The Toshiba U505-S2980's main gimmick is a multitouch touchscreen. Outside of that, it is, for the most part, a decent laptop, even above average in many ways. But that one gimmick is the root of my issues with this 13-inch notebook--and helps raise its cost to a somewhat pricey $1050 (as of 11/24/09).

Because the panel is a touchscreen, the U505-S2980 suffers from grainy picture quality. This exacerbates a more basic problem of the screen just being dim. Viewing angles and backlighting are all right--the hinge actually sets the screen to the perfect angle when the unit is fully open--but the screen is really not bright enough. What you wind up with is a display that's made too many compromises for an idea that just doesn't work in practice. (In all fairness the touchscreen variant of the Lenovo ThinkPad T400s and the Dell Latitude TX2 were also a little dim--it's not something unique to Toshiba).

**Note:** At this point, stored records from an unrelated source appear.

//! Integration tests for the REST API feature.

#![cfg(feature = "api")]

use std::sync::Arc;

use axum::Router;
use axum::body::Body;
use axum::http::{Request, StatusCode, header};
use tower::util::ServiceExt;

use grid_dr::api::{AppState, router};
use grid_dr::config::GridConfig;
use grid_dr::sim::clock::SystemClock;

/// Builds API state from the default preset.
fn build_api_state() -> Arc<AppState> {
    let cfg = GridConfig::baseline();
    let scheduler = cfg
        .build_scheduler(SystemClock)
        .expect("baseline should build");
    Arc::new(AppState::new(
        scheduler,
        cfg.maintenance.default_duration_secs,
    ))
}

async fn send(app: Router, req: Request<Body>) -> (StatusCode, serde_json::Value) {
    let resp = app.oneshot(req).await.expect("request should complete");
    let status = resp.status();
    let body = axum::body::to_bytes(resp.into_body(), usize::MAX)
        .await
        .expect("body should read");
    let json = if body.is_empty() {
        serde_json::Value::Null
    } else {
        serde_json::from_slice(&body).expect("body should be JSON")
    };
    (status, json)
}

fn post(uri: &str, body: &str) -> Request<Body> {
    Request::builder()
        .method("POST")
        .uri(uri)
        .header(header::CONTENT_TYPE, "application/json")
        .body(Body::from(body.to_string()))
        .expect("request should build")
}

fn get(uri: &str) -> Request<Body> {
    Request::builder()
        .uri(uri)
        .body(Body::empty())
        .expect("request should build")
}

#[tokio::test]
async fn status_lists_reference_substations() {
    let (status, json) = send(router(build_api_state()), get("/status")).await;
    assert_eq!(status, StatusCode::OK);
    let ids: Vec<&str> = json["substations"]
        .as_array()
        .map(|a| a.iter().filter_map(|s| s["id"].as_str()).collect())
        .unwrap_or_default();
    assert_eq!(ids, vec!["S01", "S02", "S03"]);
    assert_eq!(json["cycles"], 0);
}

#[tokio::test]
async fn submit_balance_status_flow() {
    let state = build_api_state();

    for body in [
        r#"{"consumer_id":"C1","class":"com","megawatts":45}"#,
        r#"{"consumer_id":"C2","class":"industrial","megawatts":50}"#,
        r#"{"consumer_id":"C3","class":"res","megawatts":100}"#,
    ] {
        let (status, _) = send(router(state.clone()), post("/demands", body)).await;
        assert_eq!(status, StatusCode::CREATED);
    }

    let (status, _) = send(router(state.clone()), get("/status")).await;
    assert_eq!(status, StatusCode::OK);

    let (status, json) = send(router(state.clone()), post("/balance", "")).await;
    assert_eq!(status, StatusCode::OK);
    assert_eq!(json["allocated_count"], 2);
    assert_eq!(json["shed_count"], 1);
    assert_eq!(json["outcomes"][0]["consumer_id"], "C2");
    assert_eq!(json["outcomes"][0]["substation"], "S01");
    assert_eq!(json["outcomes"][1]["substation"], "S03");

    let (_, json) = send(router(state), get("/status")).await;
    assert_eq!(json["cycles"], 1);
    assert_eq!(json["pending"].as_array().map(Vec::len), Some(0));
    assert_eq!(json["substations"][0]["used_mw"], 50.0);
}

#[tokio::test]
async fn immediate_maintenance_takes_substation_offline_on_balance() {
    let state = build_api_state();
    let (status, json) = send(
        router(state.clone()),
        post(
            "/maintenance",
            r#"{"substation_id":"S01","delay_secs":-10,"duration_secs":3600}"#,
        ),
    )
    .await;
    assert_eq!(status, StatusCode::CREATED);
    assert_eq!(json["id"], 0);

    send(
        router(state.clone()),
        post(
            "/demands",
            r#"{"consumer_id":"C1","class":"ind","megawatts":30}"#,
        ),
    )
    .await;
    let (_, json) = send(router(state.clone()), post("/balance", "")).await;
    assert_eq!(json["outcomes"][0]["substation"], "S02");

    let (_, json) = send(router(state), get("/status")).await;
    assert_eq!(json["substations"][0]["online"], false);
    assert_eq!(json["maintenance"][0]["state"], "in_progress");
}

#[tokio::test]
async fn bad_requests_return_400() {
    let state = build_api_state();
    for body in [
        r#"{"consumer_id":"C1","class":"gov","megawatts":5}"#,
        r#"{"consumer_id":"C1","class":"res","megawatts":-1}"#,
    ] {
        let (status, json) = send(router(state.clone()), post("/demands", body)).await;
        assert_eq!(status, StatusCode::BAD_REQUEST);
        assert!(json["error"].is_string());
    }
}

I suspect Toshiba wants you to use the touchscreen more than anything else, but I'm just not sold. The 13-inch screen runs at a resolution of 1280 by 800 pixels, far too fine for a proper touch interface without a stylus. Sure, you can up the font size, but it grossly reduces usable space on an already cramped resolution. Multitouch also seems silly, given how awkward it is to reach forward and manipulate the bundled multitouch application when the notebook is upright. That bundled app--software for posting notes and images like a blackboard--is in itself quite cute, but hardly practical. That said, with the touchscreen, it's a breeze to zoom in and out of images or Websites. And if you want to do some on-screen doodling in something like Photoshop, you can.

If the screen is problematic, the good news is that the mousing touchpad is pretty stellar (though a bit small), offering up multitouch capability, too. So if the using the display via touch turns you off, at least you have a reliable alternative.

Now if Toshiba could just get the keyboard part down. The glossy, flat-surfaced, backlit keyboard is a pain. The cheap plastic used for it squeaks and squeals when you slide your fingertips across it, and it's just not comfortable to use. But the touch-sensitive buttons above the keyboard are nice, and the visual styling with the white LED backlighting is really beautiful and a welcome change from the world of blue LEDs elsewhere in the market. Another user might find the keyboard style to their liking, but to me it remains a gaudy reminder of Toshiba's over-glossed yesteryear.

The performance of the U505 is pretty reasonable--though it's hardly a speed demon--but the now-standard 4GB of DDR2 comes coupled with a meaty 500GB hard drive, which is virtually top of the line for capacity in modern notebook drives. The 2.2GHz Intel Core 2 Duo T6600 processor isn't going to win any awards, but backed with 4GB of DDR2 RAM and that big hard drive, it scores an 87 in WorldBench 6. That's more than adequate for general use. The Intel integrated graphics preclude any real gaming performance, but high-definition media playback worked very well, with no stutters or hiccups.

The trade-off for that performance is reduced battery life--you get 3.5 hours if you're lucky. The average for an all-purpose machine is about 4 hours, 14 minutes.

The speakers on the body below the screen fare at least a little better. Though still tinny as notebook speakers are wont to be, they at least make some effort made to produce at the low end, and you get plenty of volume. At 60 percent volume the speakers are plenty loud enough for either video or music.

I find myself quite liking the overall look of the unit, even though it is a little bulbous for a 13-inch laptop (it measures 12.5- by 9.1- by 1.5-inches and weighs 4.7 pounds). A pleasing texture to the lid and the inside (similar to what we saw on the NB205 line) give a modern, toughened style and a comfortable texture for the palm rest.

The U505-S2980 is very firm, with no creaks or flexing in the chassis. Port selection is excellent, with three USB ports (one of which is a combo e-SATA port), along with VGA- and HDMI-video outputs, speaker and mic jacks, gigabit ethernet, and even an olde-tyme modem port. You'll also find an ExpressCard slot, plus an SD/MMC card reader on the front. These connections are very nicely placed, too, with two of the USB ports near the front. And finally, hats off to employing a slot-loading DVD drive instead of the flimsy tray-loading ones more commonly found in laptops.

Though I find a lot to like about the U505, it's ironic that the main selling point is also what's holding this laptop back--the touchscreen. A user's experience with a notebook is often going to depend chiefly on the keyboard and the screen--the two most direct ways of interacting with it. You can fit all the hardware you want under the hood, but if these two don't hold up their end of the bargain, people aren't going to want to use it. The touchscreen is a cute gimmick whose poor visual quality unfortunately brings the whole thing down a peg.